The Ministry of Communications and Information Technology launched the National Agenda for Tech Startups (2025–2030) as a policy framework aimed at structuring Syria’s tech startup ecosystem and positioning it as a central driver of economic recovery and digital transformation.
The agenda reflects a shift toward a more centralized and system-oriented approach to organizing the tech startup ecosystem in Syria, while signaling a growing institutional focus on tech startups as instruments of economic reconstruction and innovation in post-conflict contexts.
In the past year, Syria’s startup ecosystem has witnessed increasing activity, with a growing number of early-stage ventures, support programs, and emerging networks. Yet this activity remains structurally fragmented, characterized by weak capital circulation, uneven ecosystem development, and limited transition from early-stage experimentation to scalable and sustainable ventures.
The agenda was preceded by a series of ministry-led forums and ecosystem consultations, most notably the First National Founders Summit, which brought together more than 140 Syrian entrepreneurs in Damascus, in addition to a forum for entrepreneurial organizations attended by more than 30 organizations in partnership with the United Nations Development Programme (UNDP). These meetings addressed the innovation environment, the role of entrepreneurial organizations in supporting founders, and the development of a national entrepreneurship strategy.
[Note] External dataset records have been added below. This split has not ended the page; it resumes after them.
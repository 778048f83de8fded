//! Mail address type.

use core::fmt;

use serde::{Deserialize, Serialize};

/// Reasons a string is rejected as a [`MailAddress`].
#[derive(thiserror::Error, Debug, Clone, PartialEq, Eq)]
pub enum MailAddressError {
    /// Nothing but whitespace was entered.
    #[error("mail address is required")]
    Blank,
    /// Longer than the SMTP path limit.
    #[error("mail address must be at most {max} characters")]
    TooLong {
        /// Maximum accepted length.
        max: usize,
    },
    /// Not of the form `local@domain`.
    #[error("mail address is not well formed")]
    Malformed,
}

/// A syntactically valid mail address.
///
/// Only the shape is checked: exactly one `@`, something on both sides, no
/// whitespace, at most 254 characters (RFC 5321). Surrounding whitespace is
/// trimmed before checking, so `" a@x.com "` parses as `"a@x.com"`.
///
/// ```
/// use emp_management_core::MailAddress;
///
/// assert!(MailAddress::parse("taro@example.com").is_ok());
/// assert!(MailAddress::parse("taro").is_err());
/// assert!(MailAddress::parse("a@b@c").is_err());
/// ```
#[derive(Debug, Clone, Serialize, Deserialize, PartialEq, Eq, Hash)]
#[cfg_attr(feature = "postgres", derive(sqlx::Type), sqlx(transparent))]
#[serde(transparent)]
pub struct MailAddress(String);

impl MailAddress {
    /// Maximum length of a mail address (RFC 5321).
    pub const MAX_LENGTH: usize = 254;

    /// Parse and validate a mail address.
    ///
    /// # Errors
    ///
    /// Returns [`MailAddressError`] if the input is blank, too long, or not
    /// `local@domain`.
    pub fn parse(s: &str) -> Result<Self, MailAddressError> {
        let s = s.trim();
        if s.is_empty() {
            return Err(MailAddressError::Blank);
        }
        if s.len() > Self::MAX_LENGTH {
            return Err(MailAddressError::TooLong {
                max: Self::MAX_LENGTH,
            });
        }
        if s.chars().any(char::is_whitespace) {
            return Err(MailAddressError::Malformed);
        }

        match s.split_once('@') {
            Some((local, domain))
                if !local.is_empty() && !domain.is_empty() && !domain.contains('@') =>
            {
                Ok(Self(s.to_owned()))
            }
            _ => Err(MailAddressError::Malformed),
        }
    }

    /// The address as entered (trimmed).
    #[must_use]
    pub fn as_str(&self) -> &str {
        &self.0
    }

    /// Consume into the inner string.
    #[must_use]
    pub fn into_inner(self) -> String {
        self.0
    }
}

impl fmt::Display for MailAddress {
    fn fmt(&self, f: &mut fmt::Formatter<'_>) -> fmt::Result {
        f.write_str(&self.0)
    }
}

impl std::str::FromStr for MailAddress {
    type Err = MailAddressError;

    fn from_str(s: &str) -> Result<Self, Self::Err> {
        Self::parse(s)
    }
}

impl AsRef<str> for MailAddress {
    fn as_ref(&self) -> &str {
        &self.0
    }
}

#[cfg(test)]
#[allow(clippy::unwrap_used)]
mod tests {
    use super::*;

    #[test]
    fn test_parse_valid() {
        assert!(MailAddress::parse("a@x.com").is_ok());
        assert!(MailAddress::parse("taro.yamada+work@example.co.jp").is_ok());
    }

    #[test]
    fn test_parse_trims() {
        let addr = MailAddress::parse("  a@x.com\t").unwrap();
        assert_eq!(addr.as_str(), "a@x.com");
    }

    #[test]
    fn test_parse_blank() {
        assert_eq!(MailAddress::parse(""), Err(MailAddressError::Blank));
        assert_eq!(MailAddress::parse("   "), Err(MailAddressError::Blank));
    }

    #[test]
    fn test_parse_too_long() {
        let long = format!("{}@example.com", "a".repeat(250));
        assert!(matches!(
            MailAddress::parse(&long),
            Err(MailAddressError::TooLong { max: 254 })
        ));
    }

    #[test]
    fn test_parse_malformed() {
        for input in ["taro", "@x.com", "a@", "a@b@c", "a b@x.com"] {
            assert_eq!(
                MailAddress::parse(input),
                Err(MailAddressError::Malformed),
                "{input}"
            );
        }
    }

    #[test]
    fn test_serde_is_plain_string() {
        let addr = MailAddress::parse("a@x.com").unwrap();
        assert_eq!(serde_json::to_string(&addr).unwrap(), "\"a@x.com\"");
    }
}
The Ministry also supervised the launch of several national initiatives and entrepreneurial platforms as part of its broader vision to strengthen the foundations of the entrepreneurial ecosystem. According to the Ministry, some of these initiatives later evolved into independent or semi-independent networks and contributed operational insights, partnerships, and ecosystem data that helped shape the agenda and establish a basis for national coordination among ecosystem actors.
Among the most notable initiatives and platforms are:
- Syrian Alliance for Incubators and Accelerators (SAIA)
- Syria Angels Network
- Syrian Women Tech Network
Before discussing the agenda itself, it is important to note that the government’s direction appears to have shifted from developing a comprehensive national entrepreneurship agenda in its broader sense toward a narrower focus on tech startups specifically.
Within the current Syrian context, particularly in post-conflict environments, broader entrepreneurship arguably carries greater urgency given its relevance to small and micro-enterprises, community entrepreneurship, and local initiatives capable of contributing to employment generation and strengthening economic and social stability.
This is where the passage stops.